Nevertheless, the EPA wouldn’t let them appeal the decision. It told the Sacketts they weren’t allowed to go to court. An unelected government bureaucrat robbed them of their freedom.
They were given no recourse, no remedy. They could do what the EPA wanted, or they could risk millions of dollars in fines.
The New York Times report that afternoon on the speech, by Ashley Parker, noted some important information that the Romney camp either missed or ignored:
However, Mr. Romney did not mention that the Sacketts encountered their run-in with the EPA under President George W. Bush’s administration, not under Mr. Obama.
A spokeswoman for Mr. Romney’s campaign did not respond to questions about the discrepancy.
Oops!
Apart from the convenient fact-mangling, there’s also the question of whether EPA had, in fact, actually wronged the Sacketts, but I’m not going to get into that here (see our coverage of the case, by Nina Mendelson, Holly Doremus, and Joel Mintz, and analyses post-decision by Mendelson and Mintz; see also the documents NRDC obtained via FOIA shedding light on the plaintiffs’ story).
You might guess that after the New York Times piece, we wouldn’t be hearing this anecdote from candidate Romney anymore. Why bother repeating a false story when there are so many other victims out there? Why not just tell the tale of someone else that the Obama Administration has wronged by regulatory overreach?
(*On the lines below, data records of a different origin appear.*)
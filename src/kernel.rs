//! Spline kernels.
//!
//! The kernel decides how strongly a landmark influences the space around it. The
//! transform only needs a `D x D` response for a displacement vector, so every
//! spline family is a [`SplineKernel`] implementation and the rest of the crate is
//! agnostic of its mathematical form.
//!
//! Families shipped with the crate (`r` is the norm of the displacement `x`):
//! - [`ThinPlate`]: `G(x) = r I`
//! - [`ThinPlateR2LogR`]: `G(x) = r^2 ln(r) I`
//! - [`VolumeSpline`]: `G(x) = r^3 I`
//! - [`ElasticBody`]: `G(x) = alpha r^3 I - 3 r x x^T`
//! - [`ElasticBodyReciprocal`]: `G(x) = alpha r I - x x^T / r`
//!
//! The elastic-body families follow Davis et al., "Elastic body splines: a physics
//! based approach to coordinate transformation in medical image matching" (1997).

use nalgebra::{SMatrix, SVector};

use crate::config::KernelKind;

/// Distances below this are treated as zero by kernels that are singular at the origin.
const ZERO_DISTANCE: f64 = 1e-8;

/// Relative step of the central difference used by [`SplineKernel::influence_derivative`].
const DERIVATIVE_STEP: f64 = 1e-6;

/// The capability a spline family provides to the transform.
///
/// Implementations must be deterministic, and must return finite values for every
/// displacement they are evaluated on. Kernels that are singular at a zero
/// displacement are never asked for it while assembling the system, since the
/// diagonal blocks use [`SplineKernel::reflexive_influence`] instead; a query
/// point that coincides with a landmark does evaluate it, so such kernels should
/// return a finite limit there.
pub trait SplineKernel<const D: usize>: Send + Sync {
    /// The influence of a landmark on a point displaced by `displacement` from it.
    fn influence(&self, displacement: &SVector<f64, D>) -> SMatrix<f64, D, D>;

    /// The block-diagonal entry of the kernel matrix for landmark `landmark`.
    ///
    /// Defaults to `stiffness * I`, which turns the interpolating spline into an
    /// approximating one for a positive stiffness.
    fn reflexive_influence(&self, _landmark: usize, stiffness: f64) -> SMatrix<f64, D, D> {
        SMatrix::<f64, D, D>::identity() * stiffness
    }

    /// Partial derivative of [`SplineKernel::influence`] along `axis`.
    fn influence_derivative(&self, displacement: &SVector<f64, D>, axis: usize) -> SMatrix<f64, D, D> {
        central_difference(self, displacement, axis)
    }
}

pub(crate) fn central_difference<K, const D: usize>(
    kernel: &K,
    displacement: &SVector<f64, D>,
    axis: usize,
) -> SMatrix<f64, D, D>
where
    K: SplineKernel<D> + ?Sized,
{
    let step = DERIVATIVE_STEP * displacement.norm().max(1.0);
    let mut forward = *displacement;
    let mut backward = *displacement;
    forward[axis] += step;
    backward[axis] -= step;
    (kernel.influence(&forward) - kernel.influence(&backward)) / (2.0 * step)
}

// For G(x) = phi(r) I the derivative along axis a is phi'(r) x_a / r I.
fn radial_derivative<const D: usize>(
    displacement: &SVector<f64, D>,
    axis: usize,
    phi_prime_over_r: f64,
) -> SMatrix<f64, D, D> {
    SMatrix::<f64, D, D>::identity() * (phi_prime_over_r * displacement[axis])
}

/// Thin-plate spline kernel, `G(x) = r I`.
#[derive(Debug, Clone, Copy, Default, PartialEq)]
pub struct ThinPlate;

impl<const D: usize> SplineKernel<D> for ThinPlate {
    fn influence(&self, displacement: &SVector<f64, D>) -> SMatrix<f64, D, D> {
        SMatrix::<f64, D, D>::identity() * displacement.norm()
    }

    fn influence_derivative(&self, displacement: &SVector<f64, D>, axis: usize) -> SMatrix<f64, D, D> {
        let r = displacement.norm();
        if r < ZERO_DISTANCE {
            // The cone has no derivative at its apex; use the symmetric limit.
            return SMatrix::<f64, D, D>::zeros();
        }
        radial_derivative(displacement, axis, 1.0 / r)
    }
}

/// Thin-plate spline kernel, `G(x) = r^2 ln(r) I`.
///
/// This is the classical two-dimensional thin-plate fundamental solution.
#[derive(Debug, Clone, Copy, Default, PartialEq)]
pub struct ThinPlateR2LogR;

impl<const D: usize> SplineKernel<D> for ThinPlateR2LogR {
    fn influence(&self, displacement: &SVector<f64, D>) -> SMatrix<f64, D, D> {
        let r = displacement.norm();
        let value = if r < ZERO_DISTANCE { 0.0 } else { r * r * r.ln() };
        SMatrix::<f64, D, D>::identity() * value
    }

    fn influence_derivative(&self, displacement: &SVector<f64, D>, axis: usize) -> SMatrix<f64, D, D> {
        let r = displacement.norm();
        if r < ZERO_DISTANCE {
            return SMatrix::<f64, D, D>::zeros();
        }
        // phi'(r) = 2 r ln(r) + r
        radial_derivative(displacement, axis, 2.0 * r.ln() + 1.0)
    }
}

/// Volume spline kernel, `G(x) = r^3 I`.
#[derive(Debug, Clone, Copy, Default, PartialEq)]
pub struct VolumeSpline;

impl<const D: usize> SplineKernel<D> for VolumeSpline {
    fn influence(&self, displacement: &SVector<f64, D>) -> SMatrix<f64, D, D> {
        let r = displacement.norm();
        SMatrix::<f64, D, D>::identity() * (r * r * r)
    }

    fn influence_derivative(&self, displacement: &SVector<f64, D>, axis: usize) -> SMatrix<f64, D, D> {
        // phi'(r) = 3 r^2
        radial_derivative(displacement, axis, 3.0 * displacement.norm())
    }
}

/// Elastic body spline kernel, `G(x) = alpha r^3 I - 3 r x x^T`.
#[derive(Debug, Clone, Copy, PartialEq)]
pub struct ElasticBody {
    poisson_ratio: f64,
}

impl ElasticBody {
    pub fn new(poisson_ratio: f64) -> Self {
        ElasticBody { poisson_ratio }
    }

    pub fn poisson_ratio(&self) -> f64 {
        self.poisson_ratio
    }

    /// `alpha = 12 (1 - nu) - 1` for Poisson ratio `nu`.
    pub fn alpha(&self) -> f64 {
        12.0 * (1.0 - self.poisson_ratio) - 1.0
    }
}

impl<const D: usize> SplineKernel<D> for ElasticBody {
    fn influence(&self, displacement: &SVector<f64, D>) -> SMatrix<f64, D, D> {
        let r = displacement.norm();
        let outer = displacement * displacement.transpose();
        SMatrix::<f64, D, D>::identity() * (self.alpha() * r * r * r) - outer * (3.0 * r)
    }
}

/// Elastic body reciprocal spline kernel, `G(x) = alpha r I - x x^T / r`.
#[derive(Debug, Clone, Copy, PartialEq)]
pub struct ElasticBodyReciprocal {
    poisson_ratio: f64,
}

impl ElasticBodyReciprocal {
    pub fn new(poisson_ratio: f64) -> Self {
        ElasticBodyReciprocal { poisson_ratio }
    }

    pub fn poisson_ratio(&self) -> f64 {
        self.poisson_ratio
    }

    /// `alpha = 8 (1 - nu) - 1` for Poisson ratio `nu`.
    pub fn alpha(&self) -> f64 {
        8.0 * (1.0 - self.poisson_ratio) - 1.0
    }
}

impl<const D: usize> SplineKernel<D> for ElasticBodyReciprocal {
    fn influence(&self, displacement: &SVector<f64, D>) -> SMatrix<f64, D, D> {
        let r = displacement.norm();
        let factor = if r > ZERO_DISTANCE { -1.0 / r } else { 0.0 };
        let outer = displacement * displacement.transpose();
        SMatrix::<f64, D, D>::identity() * (self.alpha() * r) + outer * factor
    }
}

/// A kernel family chosen at construction time from a [`KernelKind`].
#[derive(Debug, Clone, Copy, PartialEq)]
pub enum KernelFamily {
    ThinPlate(ThinPlate),
    ThinPlateR2LogR(ThinPlateR2LogR),
    Volume(VolumeSpline),
    ElasticBody(ElasticBody),
    ElasticBodyReciprocal(ElasticBodyReciprocal),
}

impl KernelFamily {
    /// Builds the kernel for `kind`. `poisson_ratio` is only used by the
    /// elastic-body families.
    pub fn new(kind: KernelKind, poisson_ratio: f64) -> Self {
        match kind {
            KernelKind::ThinPlate => KernelFamily::ThinPlate(ThinPlate),
            KernelKind::ThinPlateR2LogR => KernelFamily::ThinPlateR2LogR(ThinPlateR2LogR),
            KernelKind::Volume => KernelFamily::Volume(VolumeSpline),
            KernelKind::ElasticBody => KernelFamily::ElasticBody(ElasticBody::new(poisson_ratio)),
            KernelKind::ElasticBodyReciprocal => {
                KernelFamily::ElasticBodyReciprocal(ElasticBodyReciprocal::new(poisson_ratio))
            }
        }
    }

    /// The Poisson ratio of the elastic-body families, `None` for the others.
    pub fn poisson_ratio(&self) -> Option<f64> {
        match self {
            KernelFamily::ElasticBody(k) => Some(k.poisson_ratio()),
            KernelFamily::ElasticBodyReciprocal(k) => Some(k.poisson_ratio()),
            _ => None,
        }
    }

    pub fn kind(&self) -> KernelKind {
        match self {
            KernelFamily::ThinPlate(_) => KernelKind::ThinPlate,
            KernelFamily::ThinPlateR2LogR(_) => KernelKind::ThinPlateR2LogR,
            KernelFamily::Volume(_) => KernelKind::Volume,
            KernelFamily::ElasticBody(_) => KernelKind::ElasticBody,
            KernelFamily::ElasticBodyReciprocal(_) => KernelKind::ElasticBodyReciprocal,
        }
    }
}

impl<const D: usize> SplineKernel<D> for KernelFamily {
    fn influence(&self, displacement: &SVector<f64, D>) -> SMatrix<f64, D, D> {
        match self {
            KernelFamily::ThinPlate(k) => k.influence(displacement),
            KernelFamily::ThinPlateR2LogR(k) => k.influence(displacement),
            KernelFamily::Volume(k) => k.influence(displacement),
            KernelFamily::ElasticBody(k) => k.influence(displacement),
            KernelFamily::ElasticBodyReciprocal(k) => k.influence(displacement),
        }
    }

    fn reflexive_influence(&self, landmark: usize, stiffness: f64) -> SMatrix<f64, D, D> {
        match self {
            KernelFamily::ThinPlate(k) => k.reflexive_influence(landmark, stiffness),
            KernelFamily::ThinPlateR2LogR(k) => k.reflexive_influence(landmark, stiffness),
            KernelFamily::Volume(k) => k.reflexive_influence(landmark, stiffness),
            KernelFamily::ElasticBody(k) => k.reflexive_influence(landmark, stiffness),
            KernelFamily::ElasticBodyReciprocal(k) => k.reflexive_influence(landmark, stiffness),
        }
    }

    fn influence_derivative(&self, displacement: &SVector<f64, D>, axis: usize) -> SMatrix<f64, D, D> {
        match self {
            KernelFamily::ThinPlate(k) => k.influence_derivative(displacement, axis),
            KernelFamily::ThinPlateR2LogR(k) => k.influence_derivative(displacement, axis),
            KernelFamily::Volume(k) => k.influence_derivative(displacement, axis),
            KernelFamily::ElasticBody(k) => k.influence_derivative(displacement, axis),
            KernelFamily::ElasticBodyReciprocal(k) => k.influence_derivative(displacement, axis),
        }
    }
}
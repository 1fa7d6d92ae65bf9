//! Error types for the kernel spline transform.

use thiserror::Error;

/// Failures reported by landmark configuration and evaluation.
///
/// Numerical singularity of the spline system is not an error: it is absorbed
/// by the SVD pseudo-inverse fallback in [`crate::solver`].
#[derive(Error, Debug, Clone, PartialEq)]
pub enum SplineError {
    // Field names avoid `source`, which thiserror reserves for the error cause.
    #[error("Source and target landmark counts differ ({sources} source, {targets} target)")]
    LandmarkCountMismatch { sources: usize, targets: usize },

    #[error("Parameter vector has length {actual}, expected {expected}")]
    ParameterLength { expected: usize, actual: usize },

    #[error("Dimension mismatch: expected {expected}, got {actual}")]
    DimensionMismatch { expected: usize, actual: usize },

    #[error("Solver error: {0}")]
    Solver(String),
}

pub type Result<T> = std::result::Result<T, SplineError>;
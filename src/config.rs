//! Configuration of a kernel spline transform.
//!
//! A [`SplineConfig`] selects the kernel family and the numerical options of the
//! fit. It is serde-(de)serialisable so it can travel with a persisted transform
//! (see [`crate::record`]); every field has a default, so partial documents are
//! accepted.

use serde::{Deserialize, Serialize};

/// The spline family used as kernel of the transform.
#[derive(Debug, Clone, Copy, PartialEq, Eq, Hash, Serialize, Deserialize, Default)]
#[serde(rename_all = "snake_case")]
pub enum KernelKind {
    /// `G(x) = r I`
    #[default]
    ThinPlate,
    /// `G(x) = r^2 ln(r) I`
    ThinPlateR2LogR,
    /// `G(x) = r^3 I`
    Volume,
    /// `G(x) = alpha r^3 I - 3 r x x^T`
    ElasticBody,
    /// `G(x) = alpha r I - x x^T / r`
    ElasticBodyReciprocal,
}

/// Which landmark set supplies the displacements used to assemble the kernel matrix.
///
/// Evaluation always measures the query point against the source landmarks, so
/// only [`KernelSpace::Source`] guarantees that the fitted spline interpolates the
/// landmarks. [`KernelSpace::Target`] defines the kernel in the deformed space.
#[derive(Debug, Clone, Copy, PartialEq, Eq, Serialize, Deserialize, Default)]
#[serde(rename_all = "snake_case")]
pub enum KernelSpace {
    #[default]
    Source,
    Target,
}

/// How the system matrix `L` is inverted.
#[derive(Debug, Clone, Copy, PartialEq, Eq, Serialize, Deserialize, Default)]
#[serde(rename_all = "snake_case")]
pub enum InversionMethod {
    /// LU inversion, falling back to the SVD pseudo-inverse when `L` is
    /// singular or badly conditioned.
    #[default]
    Auto,
    /// Always use the SVD pseudo-inverse.
    Svd,
}

/// Configuration for a kernel spline transform.
#[derive(Debug, Clone, PartialEq, Serialize, Deserialize)]
#[serde(default)]
pub struct SplineConfig {
    pub kernel: KernelKind,
    /// Zero interpolates the landmarks, larger values approximate them.
    /// Typical values lie between 0.001 and 0.1.
    pub stiffness: f64,
    /// Poisson ratio of the elastic-body kernels. Ignored by the other families.
    pub poisson_ratio: f64,
    pub kernel_space: KernelSpace,
    pub inversion: InversionMethod,
}

impl Default for SplineConfig {
    fn default() -> Self {
        SplineConfig {
            kernel: KernelKind::ThinPlate,
            stiffness: 0.0,
            poisson_ratio: 0.3,
            kernel_space: KernelSpace::Source,
            inversion: InversionMethod::Auto,
        }
    }
}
But then here was Romney speaking to the NRA on Friday:
Mike and Chantell Sackett have seen firsthand how the Obama government interferes with personal freedom. They run a small business in Idaho. They saved enough money to buy a piece of property and build a home. But days after they broke ground, an EPA regulator told them to stop digging. The EPA said they were building on a wetland. But the Sackett’s property isn’t on the wetlands register. It sits in a residential area. Nevertheless, the EPA wouldn’t even let them appeal the decision. Fortunately, the Constitution confronted the Obama administration: the Supreme Court ruled unanimously for the Sacketts and against the Obama EPA.
Wait, really?
Factcheck.org picked up on the issue Tuesday, saying:
We’re not offering any judgments about the proper reach of wetlands regulations, or what EPA did in this case. But this wasn’t solely an “Obama EPA” battle, as Romney said. It was an enforcement action initiated by the EPA under the Bush administration, and a legal dispute over a ruling made by a Republican-appointed federal judge during the Bush administration. Moreover, it was a ruling that had been reached at least four times by other federal courts over the last two decades.
Care to try a different example, Mr. Romney?